Kameshwar Prasad1, Mamta B Singh1, Hannah Ryan2

1. All India Institute of Medical Sciences, Department of Neurology, New Delhi, India
2. Liverpool School of Tropical Medicine, Department of Clinical Sciences, Liverpool, UK

Prasad K, Singh MB, Ryan H. Corticosteroids for managing tuberculous meningitis. Cochrane Database of Systematic Reviews 2016, Issue 4. Art. No.: CD002244. DOI: 10.1002/14651858.CD002244.pub4

Access the full-text article here: DOI: 10.1002/14651858.CD002244.pub4

What is tuberculous meningitis and how might corticosteroids work?

Tuberculous meningitis is a serious form of tuberculosis that affects the meninges that cover the brain and spinal cord, causing headache, coma and death. The clinical outcome is often poor even when people with tuberculous meningitis are treated with antituberculous drugs.

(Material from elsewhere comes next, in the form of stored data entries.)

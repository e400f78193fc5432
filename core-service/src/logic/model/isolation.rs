//! Isolation Forest
//!
//! Anomalies are isolated by fewer random splits, so they sit on shorter
//! paths. The outlier cut is placed so that `contamination` of the training
//! partition falls above it.

use rand::seq::index;
use rand::Rng;
use rand_chacha::ChaCha8Rng;
use serde::{Deserialize, Serialize};

use super::predictor::{ModelKind, ModelSignal, Predictor};
use super::threshold::percentile;
use crate::constants;
use crate::logic::error::{FusionError, FusionResult};

const EULER_GAMMA: f64 = 0.577_215_664_901_532_9;

#[derive(Debug, Clone, PartialEq, Serialize, Deserialize)]
pub struct ForestConfig {
    pub n_estimators: usize,
    /// Upper bound on rows drawn per tree
    pub max_samples: usize,
    /// Expected share of outliers in the training data
    pub contamination: f64,
}

impl Default for ForestConfig {
    fn default() -> Self {
        Self {
            n_estimators: 100,
            max_samples: 256,
            contamination: constants::DEFAULT_CONTAMINATION,
        }
    }
}

/// c(n): average unsuccessful-search path length in a BST of n nodes
fn average_path_length(n: usize) -> f64 {
    match n {
        0 | 1 => 0.0,
        2 => 1.0,
        _ => {
            let n = n as f64;
            2.0 * ((n - 1.0).ln() + EULER_GAMMA) - 2.0 * (n - 1.0) / n
        }
    }
}

// ============================================================================
// TREE
// ============================================================================

#[derive(Debug, Clone, PartialEq, Serialize, Deserialize)]
enum IsolationNode {
    Split {
        feature: usize,
        threshold: f64,
        left: usize,
        right: usize,
    },
    Leaf {
        size: usize,
    },
}

#[derive(Debug, Clone, PartialEq, Serialize, Deserialize)]
struct IsolationTree {
    nodes: Vec<IsolationNode>,
}

impl IsolationTree {
    fn build(rows: &[Vec<f64>], sample: Vec<usize>, height_limit: usize, rng: &mut ChaCha8Rng) -> Self {
        let mut tree = Self { nodes: Vec::new() };
        tree.grow(rows, sample, 0, height_limit, rng);
        tree
    }

    fn grow(
        &mut self,
        rows: &[Vec<f64>],
        sample: Vec<usize>,
        depth: usize,
        height_limit: usize,
        rng: &mut ChaCha8Rng,
    ) -> usize {
        let index = self.nodes.len();
        self.nodes.push(IsolationNode::Leaf { size: sample.len() });

        if depth >= height_limit || sample.len() <= 1 {
            return index;
        }

        // Only features that still vary inside this node can split it
        let width = rows[sample[0]].len();
        let candidates: Vec<(usize, f64, f64)> = (0..width)
            .filter_map(|f| {
                let (lo, hi) = sample.iter().fold((f64::INFINITY, f64::NEG_INFINITY), |(lo, hi), &r| {
                    (lo.min(rows[r][f]), hi.max(rows[r][f]))
                });
                (hi > lo).then_some((f, lo, hi))
            })
            .collect();

        if candidates.is_empty() {
            return index;
        }

        let (feature, lo, hi) = candidates[rng.gen_range(0..candidates.len())];
        let threshold = rng.gen_range(lo..hi);

        let (left_rows, right_rows): (Vec<usize>, Vec<usize>) =
            sample.into_iter().partition(|&r| rows[r][feature] < threshold);

        let left = self.grow(rows, left_rows, depth + 1, height_limit, rng);
        let right = self.grow(rows, right_rows, depth + 1, height_limit, rng);

        self.nodes[index] = IsolationNode::Split {
            feature,
            threshold,
            left,
            right,
        };
        index
    }

    fn path_length(&self, x: &[f64]) -> f64 {
        let mut index = 0;
        let mut depth = 0.0;
        loop {
            match self.nodes.get(index) {
                Some(IsolationNode::Split { feature, threshold, left, right }) => {
                    let v = x.get(*feature).copied().unwrap_or(0.0);
                    index = if v < *threshold { *left } else { *right };
                    depth += 1.0;
                }
                Some(IsolationNode::Leaf { size }) => return depth + average_path_length(*size),
                None => return depth,
            }
        }
    }
}

// ============================================================================
// FOREST
// ============================================================================

#[derive(Debug, Clone, PartialEq, Serialize, Deserialize)]
pub struct IsolationForest {
    config: ForestConfig,
    input_width: usize,
    trees: Vec<IsolationTree>,
    /// Effective rows per tree, `min(max_samples, n)`
    max_samples: usize,
    /// Scores above this are outliers
    offset: f64,
}

impl IsolationForest {
    pub fn fit(rows: &[Vec<f64>], config: &ForestConfig, rng: &mut ChaCha8Rng) -> FusionResult<Self> {
        let Some(first) = rows.first() else {
            return Err(FusionError::Training("isolation forest needs at least one row".to_string()));
        };
        if !(config.contamination > 0.0 && config.contamination < 0.5) {
            return Err(FusionError::Training(format!(
                "contamination must lie in (0, 0.5), got {}",
                config.contamination
            )));
        }

        let n = rows.len();
        let max_samples = config.max_samples.clamp(1, n);
        let height_limit = (max_samples.max(2) as f64).log2().ceil() as usize;

        let trees = (0..config.n_estimators)
            .map(|_| {
                let sample = index::sample(rng, n, max_samples).into_vec();
                IsolationTree::build(rows, sample, height_limit, rng)
            })
            .collect();

        let mut forest = Self {
            config: config.clone(),
            input_width: first.len(),
            trees,
            max_samples,
            offset: 0.0,
        };

        let training_scores: Vec<f64> = rows.iter().map(|r| forest.anomaly_score(r)).collect();
        forest.offset = percentile(&training_scores, 100.0 * (1.0 - config.contamination))
            .unwrap_or(f64::INFINITY);

        log::info!(
            "Isolation forest trained: {} trees, {} samples each, offset {:.4}",
            forest.trees.len(),
            max_samples,
            forest.offset
        );

        Ok(forest)
    }

    /// 2^(-E[h(x)] / c(max_samples)), in (0, 1]. Higher is more anomalous.
    pub fn anomaly_score(&self, x: &[f64]) -> f64 {
        let c = average_path_length(self.max_samples);
        if self.trees.is_empty() || c == 0.0 {
            return 0.5;
        }

        let mean_path: f64 =
            self.trees.iter().map(|t| t.path_length(x)).sum::<f64>() / self.trees.len() as f64;

        2f64.powf(-mean_path / c)
    }

    pub fn is_outlier(&self, x: &[f64]) -> bool {
        self.anomaly_score(x) > self.offset
    }

    pub fn n_estimators(&self) -> usize {
        self.trees.len()
    }

    pub fn max_samples(&self) -> usize {
        self.max_samples
    }

    pub fn contamination(&self) -> f64 {
        self.config.contamination
    }

    pub fn offset(&self) -> f64 {
        self.offset
    }
}

impl Predictor for IsolationForest {
    fn kind(&self) -> ModelKind {
        ModelKind::OutlierDetector
    }

    fn input_width(&self) -> usize {
        self.input_width
    }

    fn score(&self, features: &[f64]) -> ModelSignal {
        let score = self.anomaly_score(features);
        ModelSignal::Outlier {
            is_outlier: score > self.offset,
            score,
        }
    }
}

#[cfg(test)]
mod tests {
    use super::*;
    use rand::SeedableRng;

    fn cluster(n: usize) -> Vec<Vec<f64>> {
        (0..n)
            .map(|i| vec![((i % 21) as f64 - 10.0) / 10.0, ((i * 7 % 13) as f64 - 6.0) / 6.0])
            .collect()
    }

    fn small_config() -> ForestConfig {
        ForestConfig {
            n_estimators: 50,
            max_samples: 64,
            contamination: 0.1,
        }
    }

    #[test]
    fn test_average_path_length() {
        assert_eq!(average_path_length(1), 0.0);
        assert_eq!(average_path_length(2), 1.0);
        assert!(average_path_length(256) > average_path_length(16));
    }

    #[test]
    fn test_far_point_is_outlier() {
        let rows = cluster(200);
        let mut rng = ChaCha8Rng::seed_from_u64(7);
        let forest = IsolationForest::fit(&rows, &small_config(), &mut rng).unwrap();

        assert!(forest.is_outlier(&[40.0, -40.0]));
        assert!(!forest.is_outlier(&[0.0, 0.0]));
        assert!(forest.anomaly_score(&[40.0, -40.0]) > forest.anomaly_score(&[0.0, 0.0]));
    }

    #[test]
    fn test_contamination_share_of_training_set() {
        let rows = cluster(200);
        let mut rng = ChaCha8Rng::seed_from_u64(7);
        let forest = IsolationForest::fit(&rows, &small_config(), &mut rng).unwrap();

        let flagged = rows.iter().filter(|r| forest.is_outlier(r)).count();
        assert!(flagged <= 20, "flagged {} of 200", flagged);
    }

    #[test]
    fn test_same_seed_same_forest() {
        let rows = cluster(100);
        let a = IsolationForest::fit(&rows, &small_config(), &mut ChaCha8Rng::seed_from_u64(3)).unwrap();
        let b = IsolationForest::fit(&rows, &small_config(), &mut ChaCha8Rng::seed_from_u64(3)).unwrap();
        assert_eq!(a, b);
    }

    #[test]
    fn test_max_samples_capped_by_rows() {
        let rows = cluster(10);
        let mut rng = ChaCha8Rng::seed_from_u64(1);
        let forest = IsolationForest::fit(&rows, &small_config(), &mut rng).unwrap();
        assert_eq!(forest.max_samples(), 10);
        assert_eq!(forest.n_estimators(), 50);
    }

    #[test]
    fn test_rejects_bad_contamination() {
        let rows = cluster(10);
        let config = ForestConfig {
            contamination: 0.7,
            ..small_config()
        };
        let mut rng = ChaCha8Rng::seed_from_u64(1);
        assert!(IsolationForest::fit(&rows, &config, &mut rng).is_err());
    }
}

Corticosteroids are commonly used in addition to antituberculous drugs for treating people with the condition. These drugs help reduce inflammation of the surface of the brain and associated blood vessels, and are thought to decrease pressure inside the brain, and thus reduce the risk of death. Some clinicians are concerned that corticosteroids may improve survival, but result in more severely disabled survivors.

What the evidence shows

We examined the evidence published up to 18 March 2016 and included nine trials with 1337 people that evaluated either dexamethasone, methylprednisolone, or prednisolone given in addition to antituberculous drugs; one trial was of high quality, while the other trials had uncertainties over study quality due to incomplete reporting.

The analysis shows that corticosteroids reduce the risk of death by a quarter at two months to two years after treatment was started (high quality evidence). Corticosteroids make little or no difference to the number of people who survive TB meningitis with brain damage causing disability (low quality evidence); because this event is uncommon, even taking the most pessimistic estimate from the analysis of a slight increased risk with corticosteroids means this would not be quantitatively important when compared to the reduction in deaths.

One trial followed up participants for five years, by which time there was no difference in the effect on death between the two groups, although the reason for this change over time is unknown.

Only one trial evaluated the effects of corticosteroids in human immunodeficiency virus (HIV)-positive people but the number is small so we are not sure if the benefits in terms of fewer deaths are preserved in this group of patients.